Он произносил все это, выпуская слова бурным потоком, и сам часто задыхался и захлебывался, а, дойдя до пророков, вдруг как будто ослабел и изменил тон на ровный и повествовательный.
– Эту Питулину, – продолжал он, – стоило бы только презирать и наказать презрением. И как частный человек – я так бы и сделал, но, стоя у кормы и держа в руке руль общественного органа, я сделал над собою усилие и поехал к ней. Я сейчас от нее. Я поехал к ней, положив в бумажник нарочно заготовленную карточку с такою надписью, чтобы меня непременно приняли, – так как я приехал не жаловаться на обиду, а с самыми лучшими намерениями, – именно чтоб объясниться… чтоб именно извиниться даже как хозяин дома. Но все это оказалось совсем совершенно излишним, потому что она ничего политического и не думала: она меня сейчас же приняла, без всяких затруднений и прямо усадила к самовару – с ней чай пить… Я начал прямо… Я выразил ей сожаление как хозяин дома, что она вчера так рано уехала с моего вечера, и попросил ее убедиться в том, что для неудовольствия с ее стороны не было никакого повода.

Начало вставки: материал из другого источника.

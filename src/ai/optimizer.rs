use uuid::Uuid;

use crate::ai::catalog;
use crate::ai::client::TextGenerator;
use crate::ai::schema;
use crate::core::model::{OptimizationResult, Platform};
use crate::core::normalize;
use crate::error::OptimizeError;

/// Executes one optimization request end-to-end: prompt lookup, a single
/// upstream call, response normalization.
///
/// Holds no state between calls, so overlapping calls are independent. It
/// does not track request identity across calls; a caller that wants
/// latest-wins semantics pairs this with `core::session::RequestTracker`.
pub struct Optimizer<C: TextGenerator> {
    client: C,
}

impl<C: TextGenerator> Optimizer<C> {
    pub fn new(client: C) -> Self {
        Self { client }
    }

    /// One request, one upstream call, no retry and no internal timeout.
    /// Assumes `raw_input` is non-empty; the caller validates before
    /// invoking.
    pub async fn optimize(
        &self,
        platform: Platform,
        raw_input: &str,
    ) -> Result<OptimizationResult, OptimizeError> {
        let request_id = Uuid::new_v4();
        log::info!("[{request_id}] optimizing for {}", platform.name());

        let spec = catalog::prompt_spec(platform);
        let user_message = spec.user_message(raw_input);
        let response_schema =
            schema::response_schema(platform).map_err(|_| OptimizeError::Unknown)?;

        let raw = match self
            .client
            .generate(spec.system_instruction, &user_message, Some(response_schema))
            .await
        {
            Ok(text) => text,
            Err(e) => {
                log::warn!("[{request_id}] upstream call failed: {e}");
                return Err(e);
            }
        };

        let mut result = normalize::parse_optimization(&raw)?;

        // Tags belong to the YouTube contract only; drop them if the model
        // volunteers them elsewhere.
        if platform != Platform::YouTube {
            result.tags = None;
        }

        log::info!(
            "[{request_id}] {} guidelines, {} suggestions",
            result.guidelines.len(),
            result.suggestions.len()
        );

        Ok(result)
    }
}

А она мне так же просто и чистосердечно отвечает: «Да и я на вас… Боже меня сохрани, – совсем ни в каком отношении именно и не сержусь, потому что вы меня и не обидели».
– Зачем же вы уехали?
– А это я уехала только оттого… когда я услыхала, что этих, которые у вас были, очень секли, то я вспомнила, как в этаких случаях принято, и увезла дочерей. А они бы очень рады, потому что им было весело.
Корибант говорит:
– Я взбесился, но подавил себя и говорю: сделайте милость – позвольте мне узнать: где это такое и в каких случаях так «принято». Я еще не помню на свете «таких случаев», где бы воспитанных и благородных людей за их мнения секли.
А она отвечает:
– Нет, вы не спорьте, – тоже и раньше за это секли: я очень хорошо помню, что когда меня и сестру привезли из института домой в Орловскую губернию, то… у нас был там в уезде один помещик Козюлькин… У него эта… была… взаправду такая фамилия…[15] И maman, когда нас повезла в первый раз на бал в собрание на выборы, то очень строго нам приказала, что мы можем танцевать со всеми кавалерами, но с Козюлькиным – нет, потому что его секли.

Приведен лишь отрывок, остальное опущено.